● About this task
Filter these entries, keeping only lines that hold the word "PathBuf".

Stored data entries:
▽

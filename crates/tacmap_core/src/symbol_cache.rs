//! On-disk cache of inline marker symbols.
//!
//! # Responsibility
//! - Materialize a marker's inline vector graphic as a file for renderers
//!   that only accept paths.
//! - Purge cache files older than a maximum age.
//!
//! # Invariants
//! - Cache files are named `marker_<unique_id>.svg`, so one marker maps to
//!   one file across stores and migrations.
//! - Purging is best-effort: failures are logged and skipped.

use crate::model::marker::Marker;
use log::{debug, warn};
use std::error::Error;
use std::fmt::{Display, Formatter};
use std::fs;
use std::path::{Path, PathBuf};
use std::time::{Duration, SystemTime};
use uuid::Uuid;

const CACHE_DIR_NAME: &str = "svg_cache";
const FILE_PREFIX: &str = "marker_";
const FILE_EXTENSION: &str = "svg";

/// Age after which cache files are purged by default.
pub const DEFAULT_MAX_AGE: Duration = Duration::from_secs(60 * 60);

#[derive(Debug)]
pub enum CacheError {
    Io(std::io::Error),
    /// Marker has neither inline content nor a library path.
    NoSymbol(Uuid),
}

impl Display for CacheError {
    fn fmt(&self, f: &mut Formatter<'_>) -> std::fmt::Result {
        match self {
            Self::Io(err) => write!(f, "symbol cache io failed: {err}"),
            Self::NoSymbol(id) => write!(f, "marker {id} has no symbol to cache"),
        }
    }
}

impl Error for CacheError {
    fn source(&self) -> Option<&(dyn Error + 'static)> {
        match self {
            Self::Io(err) => Some(err),
            Self::NoSymbol(_) => None,
        }
    }
}

impl From<std::io::Error> for CacheError {
    fn from(value: std::io::Error) -> Self {
        Self::Io(value)
    }
}

/// Cache rooted at `<root>/svg_cache`.
#[derive(Debug, Clone, PartialEq, Eq)]
pub struct SymbolCache {
    dir: PathBuf,
}

impl SymbolCache {
    pub fn new(root: impl AsRef<Path>) -> Self {
        Self {
            dir: root.as_ref().join(CACHE_DIR_NAME),
        }
    }

    pub fn dir(&self) -> &Path {
        &self.dir
    }

    pub fn path_for(&self, unique_id: Uuid) -> PathBuf {
        self.dir
            .join(format!("{FILE_PREFIX}{unique_id}.{FILE_EXTENSION}"))
    }

    /// Path a renderer should load for `marker`.
    ///
    /// Inline content is written to the cache (rewritten when it changed);
    /// markers without content fall back to their library path.
    pub fn materialize(&self, marker: &Marker) -> Result<PathBuf, CacheError> {
        let Some(content) = marker.symbol.inline_content() else {
            return marker
                .symbol
                .library_path()
                .map(PathBuf::from)
                .ok_or(CacheError::NoSymbol(marker.unique_id));
        };

        let path = self.path_for(marker.unique_id);
        let current = fs::read_to_string(&path).ok();
        if current.as_deref() != Some(content) {
            fs::create_dir_all(&self.dir)?;
            fs::write(&path, content)?;
            debug!(
                "event=symbol_cache_write module=symbol_cache status=ok id={} bytes={}",
                marker.id,
                content.len()
            );
        }
        Ok(path)
    }

    /// Deletes cache files older than `max_age` and removes the directory
    /// when it ends up empty. Returns the number of files deleted.
    pub fn purge_stale(&self, max_age: Duration) -> usize {
        self.purge_stale_at(max_age, SystemTime::now())
    }

    /// [`Self::purge_stale`] against an explicit clock.
    pub fn purge_stale_at(&self, max_age: Duration, now: SystemTime) -> usize {
        let Ok(entries) = fs::read_dir(&self.dir) else {
            return 0;
        };

        let mut removed = 0;
        for entry in entries.flatten() {
            let path = entry.path();
            if !is_cache_file(&path) {
                continue;
            }
            let modified = entry.metadata().and_then(|metadata| metadata.modified());
            let stale = match modified {
                Ok(modified) => now
                    .duration_since(modified)
                    .map(|age| age > max_age)
                    .unwrap_or(false),
                Err(_) => false,
            };
            if !stale {
                continue;
            }
            match fs::remove_file(&path) {
                Ok(()) => removed += 1,
                Err(err) => warn!(
                    "event=symbol_cache_purge module=symbol_cache status=error path={} error={err}",
                    path.display()
                ),
            }
        }

        let empty = fs::read_dir(&self.dir)
            .map(|mut entries| entries.next().is_none())
            .unwrap_or(false);
        if empty {
            let _ = fs::remove_dir(&self.dir);
        }

        debug!("event=symbol_cache_purge module=symbol_cache status=ok removed={removed}");
        removed
    }
}

fn is_cache_file(path: &Path) -> bool {
    let name_matches = path
        .file_name()
        .and_then(|name| name.to_str())
        .is_some_and(|name| name.starts_with(FILE_PREFIX));
    let extension_matches = path
        .extension()
        .and_then(|extension| extension.to_str())
        .is_some_and(|extension| extension == FILE_EXTENSION);
    name_matches && extension_matches
}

△

● Task result
use std::path::{Path, PathBuf};
    dir: PathBuf,
    pub fn path_for(&self, unique_id: Uuid) -> PathBuf {
    pub fn materialize(&self, marker: &Marker) -> Result<PathBuf, CacheError> {
                .map(PathBuf::from)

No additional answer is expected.